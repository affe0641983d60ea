//! End user database operations

use chrono::{DateTime, Utc};
use rusqlite::{OptionalExtension, Result as SqliteResult};

use super::super::Database;
use crate::models::EndUser;

impl Database {
    pub fn get_end_user(&self, wallet_address: &str) -> SqliteResult<Option<EndUser>> {
        let conn = self.conn.lock().unwrap();

        conn.query_row(
            "SELECT wallet_address, has_created_agent, created_at
             FROM end_users WHERE wallet_address = ?1",
            [wallet_address],
            map_end_user_row,
        )
        .optional()
    }

    /// Conditional insert: a no-op if the address already exists. Returns
    /// the row and whether this call created it.
    pub fn insert_end_user_if_absent(&self, wallet_address: &str) -> SqliteResult<(EndUser, bool)> {
        let created = {
            let conn = self.conn.lock().unwrap();
            let now = Utc::now().to_rfc3339();
            let changed = conn.execute(
                "INSERT OR IGNORE INTO end_users (wallet_address, has_created_agent, created_at)
                 VALUES (?1, 0, ?2)",
                rusqlite::params![wallet_address, now],
            )?;
            changed > 0
        };

        let user = self
            .get_end_user(wallet_address)?
            .ok_or(rusqlite::Error::QueryReturnedNoRows)?;
        Ok((user, created))
    }

    pub fn mark_agent_created(&self, wallet_address: &str) -> SqliteResult<bool> {
        let conn = self.conn.lock().unwrap();
        let rows_affected = conn.execute(
            "UPDATE end_users SET has_created_agent = 1 WHERE wallet_address = ?1",
            [wallet_address],
        )?;
        Ok(rows_affected > 0)
    }
}

fn map_end_user_row(row: &rusqlite::Row) -> SqliteResult<EndUser> {
    let created_at_str: String = row.get(2)?;
    Ok(EndUser {
        wallet_address: row.get(0)?,
        has_created_agent: row.get::<_, i32>(1)? != 0,
        created_at: DateTime::parse_from_rfc3339(&created_at_str)
            .unwrap()
            .with_timezone(&Utc),
    })
}
use chrono::{DateTime, Utc};
use serde::{Deserialize, Serialize};

/// Append-only audit log row capturing one thing an agent did.
/// Never updated or deleted; doubles as the recent-activity feed.
#[derive(Debug, Clone, Serialize, Deserialize)]
pub struct ActionEvent {
    pub id: i64,
    pub from_handle: String,
    pub to_handle: Option<String>,
    pub action_type: String,
    pub main_output: String,
    pub extra_data: Option<String>,
    pub top_level_type: String,
    pub created_at: DateTime<Utc>,
}
use rusqlite::{Connection, Result as SqliteResult};
use std::path::Path;
use std::sync::Mutex;

/// SQLite-backed storage. All table-group methods live in `db::tables` as
/// `impl Database` blocks.
///
/// Uniqueness is enforced at the storage layer (primary keys and UNIQUE
/// constraints on the natural keys), so concurrent ensure-exists callers
/// cannot create duplicate rows; a conditional insert that hits a
/// constraint simply means "already exists, re-read".
pub struct Database {
    pub(super) conn: Mutex<Connection>,
}

impl Database {
    pub fn new(database_url: &str) -> SqliteResult<Self> {
        // Create parent directory if it doesn't exist
        if let Some(parent) = Path::new(database_url).parent() {
            if !parent.as_os_str().is_empty() {
                std::fs::create_dir_all(parent).ok();
            }
        }

        let conn = Connection::open(database_url)?;
        let db = Self {
            conn: Mutex::new(conn),
        };
        db.init()?;
        Ok(db)
    }

    fn init(&self) -> SqliteResult<()> {
        let conn = self.conn.lock().unwrap();

        conn.execute(
            "CREATE TABLE IF NOT EXISTS end_users (
                wallet_address TEXT PRIMARY KEY,
                has_created_agent INTEGER NOT NULL DEFAULT 0,
                created_at TEXT NOT NULL
            )",
            [],
        )?;

        conn.execute(
            "CREATE TABLE IF NOT EXISTS agent_profiles (
                handle TEXT PRIMARY KEY,
                display_name TEXT NOT NULL,
                bio TEXT,
                profile_picture_url TEXT,
                cover_picture_url TEXT,
                life_goals TEXT,
                skills TEXT,
                life_context TEXT,
                system_prompt TEXT,
                creator_wallet_address TEXT UNIQUE,
                active INTEGER NOT NULL DEFAULT 1,
                created_at TEXT NOT NULL
            )",
            [],
        )?;

        conn.execute(
            "CREATE TABLE IF NOT EXISTS wallets (
                handle TEXT PRIMARY KEY,
                address TEXT NOT NULL,
                private_key TEXT NOT NULL,
                permit_signature TEXT NOT NULL,
                funding_tx_hash TEXT,
                created_at TEXT NOT NULL
            )",
            [],
        )?;

        conn.execute(
            "CREATE TABLE IF NOT EXISTS tweets (
                id INTEGER PRIMARY KEY AUTOINCREMENT,
                handle TEXT NOT NULL,
                content TEXT NOT NULL,
                image_url TEXT,
                link TEXT,
                link_title TEXT,
                link_preview_image_url TEXT,
                action_type TEXT NOT NULL,
                created_at TEXT NOT NULL
            )",
            [],
        )?;

        conn.execute(
            "CREATE TABLE IF NOT EXISTS saved_tweets (
                handle TEXT NOT NULL,
                external_tweet_id TEXT NOT NULL,
                content TEXT NOT NULL,
                posted_at TEXT,
                created_at TEXT NOT NULL,
                UNIQUE(handle, external_tweet_id)
            )",
            [],
        )?;

        conn.execute(
            "CREATE TABLE IF NOT EXISTS action_events (
                id INTEGER PRIMARY KEY AUTOINCREMENT,
                from_handle TEXT NOT NULL,
                to_handle TEXT,
                action_type TEXT NOT NULL,
                main_output TEXT NOT NULL,
                extra_data TEXT,
                top_level_type TEXT NOT NULL,
                created_at TEXT NOT NULL
            )",
            [],
        )?;

        conn.execute(
            "CREATE INDEX IF NOT EXISTS idx_tweets_handle ON tweets (handle, created_at)",
            [],
        )?;
        conn.execute(
            "CREATE INDEX IF NOT EXISTS idx_action_events_handle
             ON action_events (from_handle, created_at)",
            [],
        )?;

        Ok(())
    }
}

YOUR INSTRUCTIONS: Show every line from the listing that contains "storage".

SOLUTION TO THE PROBLEM:
/// SQLite-backed storage. All table-group methods live in `db::tables` as
/// Uniqueness is enforced at the storage layer (primary keys and UNIQUE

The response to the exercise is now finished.